Amazon Athena

Supported as Custom DB from version 2020.3

Amazon Athena is supported with the Custom DB functionality and Simba Athena JDBC driver version 2.0.9.

Important

It is strongly recommended to enable the Presto grammar parser instead of the default general SQL parser for Amazon Athena data sources. The use of the Presto grammar parser guarantees better results for Athena QLI. Please create a ticket for the Alation Support to have the Presto parser enabled for your Athena data source.

Scope of Support

  • Authentication with the Access Key and Secret Key

  • Full and selective Metadata Extraction (MDE), for tables and views.

    • Automatic MDE

    • From version 2021.3 Alation supports authentication with AWS IAM for MDE and QLI

  • Table and Column Profiling

    • Automatic Profiling

    • Query-based Profiling

  • Compose

    Note

    Compose SSO authentication does not apply to the service account used for MDE, automatic profiling, and QLI.

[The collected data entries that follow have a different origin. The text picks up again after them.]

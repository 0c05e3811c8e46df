//! Subcommand implementations.

pub mod build;
pub mod config;
pub mod dev;
pub mod init;
pub mod serve;
//! Generated page discovery.
//!
//! Reconstructs the host's page list from the HTML it wrote, using the
//! host pathname convention:
//!
//! ```text
//! index.html            -> ""
//! about/index.html      -> "about/"
//! 404.html              -> "404/"
//! ```

use std::path::Path;

use walkdir::WalkDir;

use page_actions_core::GeneratedPage;

use crate::builder::BuildError;

/// List the pages generated under `output_dir`, in file-name order.
pub fn discover_pages(output_dir: &Path) -> Result<Vec<GeneratedPage>, BuildError> {
    if !output_dir.exists() {
        return Err(BuildError::ReadError(format!(
            "Output directory not found: {}",
            output_dir.display()
        )));
    }

    let mut pages = Vec::new();

    for entry in WalkDir::new(output_dir)
        .sort_by_file_name()
    {
        let entry =
            entry.map_err(|e| BuildError::ReadError(format!("Failed to walk output: {}", e)))?;
        let path = entry.path();

        if !path.is_file() || path.extension().and_then(|e| e.to_str()) != Some("html") {
            continue;
        }

        let relative = path.strip_prefix(output_dir).unwrap_or(path);
        pages.push(GeneratedPage::new(pathname_for(relative)));
    }

    Ok(pages)
}

fn pathname_for(relative: &Path) -> String {
    let slashed = relative.to_string_lossy().replace('\\', "/");

    if slashed == "index.html" {
        return String::new();
    }

    match slashed.strip_suffix("/index.html") {
        Some(dir) => format!("{dir}/"),
        None => format!("{}/", slashed.trim_end_matches(".html")),
    }
}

  • From version 2020.4, Alation supports QLI from Amazon Athena using AWS CloudTrail events.

Limitations

Support has not been certified for:

  • Custom query-based MDE

  • Federated queries in Compose

  • Concurrent queries in Compose

AWS Billing

Billable by Amazon on your AWS account:

  • The queries Alation runs on the connected Amazon Athena database instance during MDE and profiling

  • The queries users run in Alation Compose

Prerequisites

  • You have the required driver for Amazon Athena

  • You have SSH access to the Alation instance or access via a terminal (for example, Putty or iTerm2)

  • You will need to add the driver Alation and then fix it with the Driver Fixer tool

Ports

Port 443 must be open and port 444 may need to be open too (see MDE Works but Profiling and Compose Time Out below).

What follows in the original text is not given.